### About this exercise
Copy each line below without leaving any out.

### Records for the exercise
use clap::Parser;
use gradetrack::application::{
    init::init, ConfigService, CourseChanges, CourseDraft, CourseRow, CourseService,
    DashboardService,
};
use gradetrack::cli::{
    format_average, format_burndown, format_comparison, format_config, format_course_table,
    format_dashboard, Cli, Commands, StdinPrompt,
};
use gradetrack::domain::{average_grade, SaveOutcome, StudyConfig};
use gradetrack::error::GradeTrackError;
use gradetrack::infrastructure::FileSystemRepository;
use gradetrack::logging::init_cli_logger;

fn main() {
    let cli = Cli::parse();
    init_cli_logger(cli.verbose);

    match run(cli) {
        Ok(_) => std::process::exit(0),
        Err(e) => {
            eprintln!("Error: {}", e.display_with_suggestions());
            std::process::exit(e.exit_code());
        }
    }
}

/// Discover the workspace and load goals, prompting when they are missing
fn open_workspace() -> Result<(FileSystemRepository, StudyConfig), GradeTrackError> {
    let repo = FileSystemRepository::discover()?;
    let service = ConfigService::new(repo);
    let config = service.load_or_prompt(&StdinPrompt)?;
    Ok((service.into_repository(), config.study()))
}

fn report_outcome(outcome: &SaveOutcome, done: &str) {
    match outcome {
        SaveOutcome::Saved => println!("{}", done),
        SaveOutcome::DuplicatesRejected { names } => {
            eprintln!(
                "Warning: course already exists: {}. Nothing was saved.",
                names.join(", ")
            );
        }
    }
}

fn run(cli: Cli) -> Result<(), GradeTrackError> {
    match cli.command {
        Some(Commands::Init {
            path,
            target_time,
            target_grade,
        }) => {
            let config = init(&path, StudyConfig::new(target_time, target_grade))?;
            println!("Initialized gradetrack workspace at {}", path.display());
            println!(
                "Target: {} years ({} semesters), grade {}",
                config.target_time,
                config.study().total_semesters(),
                config.target_grade
            );
            Ok(())
        }
        Some(Commands::Config { key, value, list }) => {
            let repo = FileSystemRepository::discover()?;
            let service = ConfigService::new(repo);

            if list {
                print!("{}", format_config(&service.list()?));
                Ok(())
            } else if let Some(k) = key {
                if let Some(v) = value {
                    service.set(&k, &v)?;
                    println!("Set {} = {}", k, v);
                } else {
                    println!("{}", service.get(&k)?);
                }
                Ok(())
            } else {
                println!("Usage: gradetrack config [--list | <key> [<value>]]");
                println!("Valid keys: target_time, target_grade, created");
                Ok(())
            }
        }
        Some(Commands::Add {
            name,
            credits,
            target_grade,
            semester,
        }) => {
            let (repo, study) = open_workspace()?;
            let mut service = CourseService::load(repo)?;
            let draft = CourseDraft {
                name,
                credits,
                target_grade,
                semester,
            };
            let done = format!("Added course '{}'", draft.name.trim());
            let outcome = service.add(&study, draft)?;
            report_outcome(&outcome, &done);
            Ok(())
        }
        Some(Commands::Edit {
            name,
            rename,
            credits,
            grade,
            target_grade,
            semester,
        }) => {
            let (repo, study) = open_workspace()?;
            let mut service = CourseService::load(repo)?;
            let changes = CourseChanges {
                rename,
                credits,
                grade,
                target_grade,
                semester,
            };
            let outcome = service.edit(&study, &name, changes)?;
            report_outcome(&outcome, &format!("Updated course '{}'", name));
            Ok(())
        }
        Some(Commands::List) => {
            let (repo, _study) = open_workspace()?;
            let mut service = CourseService::load(repo)?;
            let courses = service.list();
            let rows: Vec<CourseRow> = courses.iter().map(CourseRow::from).collect();
            println!("{}", format_course_table(&rows).trim_end());
            if !rows.is_empty() {
                print!("\n{}", format_average(average_grade(courses)));
            }
            Ok(())
        }
        Some(Commands::Progress) => {
            let (repo, study) = open_workspace()?;
            let dashboard = DashboardService::new(repo).snapshot(&study)?;
            print!("{}", format_average(dashboard.average_grade));
            print!("{}", format_comparison(&dashboard.comparison));
            Ok(())
        }
        Some(Commands::Burndown { json }) => {
            let (repo, study) = open_workspace()?;
            let dashboard = DashboardService::new(repo).snapshot(&study)?;
            if json {
                println!("{}", serde_json::to_string_pretty(&dashboard.burndown)?);
            } else {
                println!("{}", format_burndown(&dashboard.burndown).trim_end());
            }
            Ok(())
        }
        Some(Commands::Status) => {
            let (repo, study) = open_workspace()?;
            let dashboard = DashboardService::new(repo).snapshot(&study)?;
            print!("{}", format_dashboard(&dashboard));
            Ok(())
        }
        None => {
            println!("gradetrack - Degree progress tracker");
            println!("Use --help for usage information");
            Ok(())
        }
    }
}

### Result
use clap::Parser;
use gradetrack::application::{
    init::init, ConfigService, CourseChanges, CourseDraft, CourseRow, CourseService,
    DashboardService,
};
use gradetrack::cli::{
    format_average, format_burndown, format_comparison, format_config, format_course_table,
    format_dashboard, Cli, Commands, StdinPrompt,
};
use gradetrack::domain::{average_grade, SaveOutcome, StudyConfig};
use gradetrack::error::GradeTrackError;
use gradetrack::infrastructure::FileSystemRepository;
use gradetrack::logging::init_cli_logger;

fn main() {
    let cli = Cli::parse();
    init_cli_logger(cli.verbose);

    match run(cli) {
        Ok(_) => std::process::exit(0),
        Err(e) => {
            eprintln!("Error: {}", e.display_with_suggestions());
            std::process::exit(e.exit_code());
        }
    }
}

/// Discover the workspace and load goals, prompting when they are missing
fn open_workspace() -> Result<(FileSystemRepository, StudyConfig), GradeTrackError> {
    let repo = FileSystemRepository::discover()?;
    let service = ConfigService::new(repo);
    let config = service.load_or_prompt(&StdinPrompt)?;
    Ok((service.into_repository(), config.study()))
}

fn report_outcome(outcome: &SaveOutcome, done: &str) {
    match outcome {
        SaveOutcome::Saved => println!("{}", done),
        SaveOutcome::DuplicatesRejected { names } => {
            eprintln!(
                "Warning: course already exists: {}. Nothing was saved.",
                names.join(", ")
            );
        }
    }
}

fn run(cli: Cli) -> Result<(), GradeTrackError> {
    match cli.command {
        Some(Commands::Init {
            path,
            target_time,
            target_grade,
        }) => {
            let config = init(&path, StudyConfig::new(target_time, target_grade))?;
            println!("Initialized gradetrack workspace at {}", path.display());
            println!(
                "Target: {} years ({} semesters), grade {}",
                config.target_time,
                config.study().total_semesters(),
                config.target_grade
            );
            Ok(())
        }
        Some(Commands::Config { key, value, list }) => {
            let repo = FileSystemRepository::discover()?;
            let service = ConfigService::new(repo);

            if list {
                print!("{}", format_config(&service.list()?));
                Ok(())
            } else if let Some(k) = key {
                if let Some(v) = value {
                    service.set(&k, &v)?;
                    println!("Set {} = {}", k, v);
                } else {
                    println!("{}", service.get(&k)?);
                }
                Ok(())
            } else {
                println!("Usage: gradetrack config [--list | <key> [<value>]]");
                println!("Valid keys: target_time, target_grade, created");
                Ok(())
            }
        }
        Some(Commands::Add {
            name,
            credits,
            target_grade,
            semester,
        }) => {
            let (repo, study) = open_workspace()?;
            let mut service = CourseService::load(repo)?;
            let draft = CourseDraft {
                name,
                credits,
                target_grade,
                semester,
            };
            let done = format!("Added course '{}'", draft.name.trim());
            let outcome = service.add(&study, draft)?;
            report_outcome(&outcome, &done);
            Ok(())
        }
        Some(Commands::Edit {
            name,
            rename,
            credits,
            grade,
            target_grade,
            semester,
        }) => {
            let (repo, study) = open_workspace()?;
            let mut service = CourseService::load(repo)?;
            let changes = CourseChanges {
                rename,
                credits,
                grade,
                target_grade,
                semester,
            };
            let outcome = service.edit(&study, &name, changes)?;
            report_outcome(&outcome, &format!("Updated course '{}'", name));
            Ok(())
        }
        Some(Commands::List) => {
            let (repo, _study) = open_workspace()?;
            let mut service = CourseService::load(repo)?;
            let courses = service.list();
            let rows: Vec<CourseRow> = courses.iter().map(CourseRow::from).collect();
            println!("{}", format_course_table(&rows).trim_end());
            if !rows.is_empty() {
                print!("\n{}", format_average(average_grade(courses)));
            }
            Ok(())
        }
        Some(Commands::Progress) => {
            let (repo, study) = open_workspace()?;
            let dashboard = DashboardService::new(repo).snapshot(&study)?;
            print!("{}", format_average(dashboard.average_grade));
            print!("{}", format_comparison(&dashboard.comparison));
            Ok(())
        }
        Some(Commands::Burndown { json }) => {
            let (repo, study) = open_workspace()?;
            let dashboard = DashboardService::new(repo).snapshot(&study)?;
            if json {
                println!("{}", serde_json::to_string_pretty(&dashboard.burndown)?);
            } else {
                println!("{}", format_burndown(&dashboard.burndown).trim_end());
            }
            Ok(())
        }
        Some(Commands::Status) => {
            let (repo, study) = open_workspace()?;
            let dashboard = DashboardService::new(repo).snapshot(&study)?;
            print!("{}", format_dashboard(&dashboard));
            Ok(())
        }
        None => {
            println!("gradetrack - Degree progress tracker");
            println!("Use --help for usage information");
            Ok(())
        }
    }
}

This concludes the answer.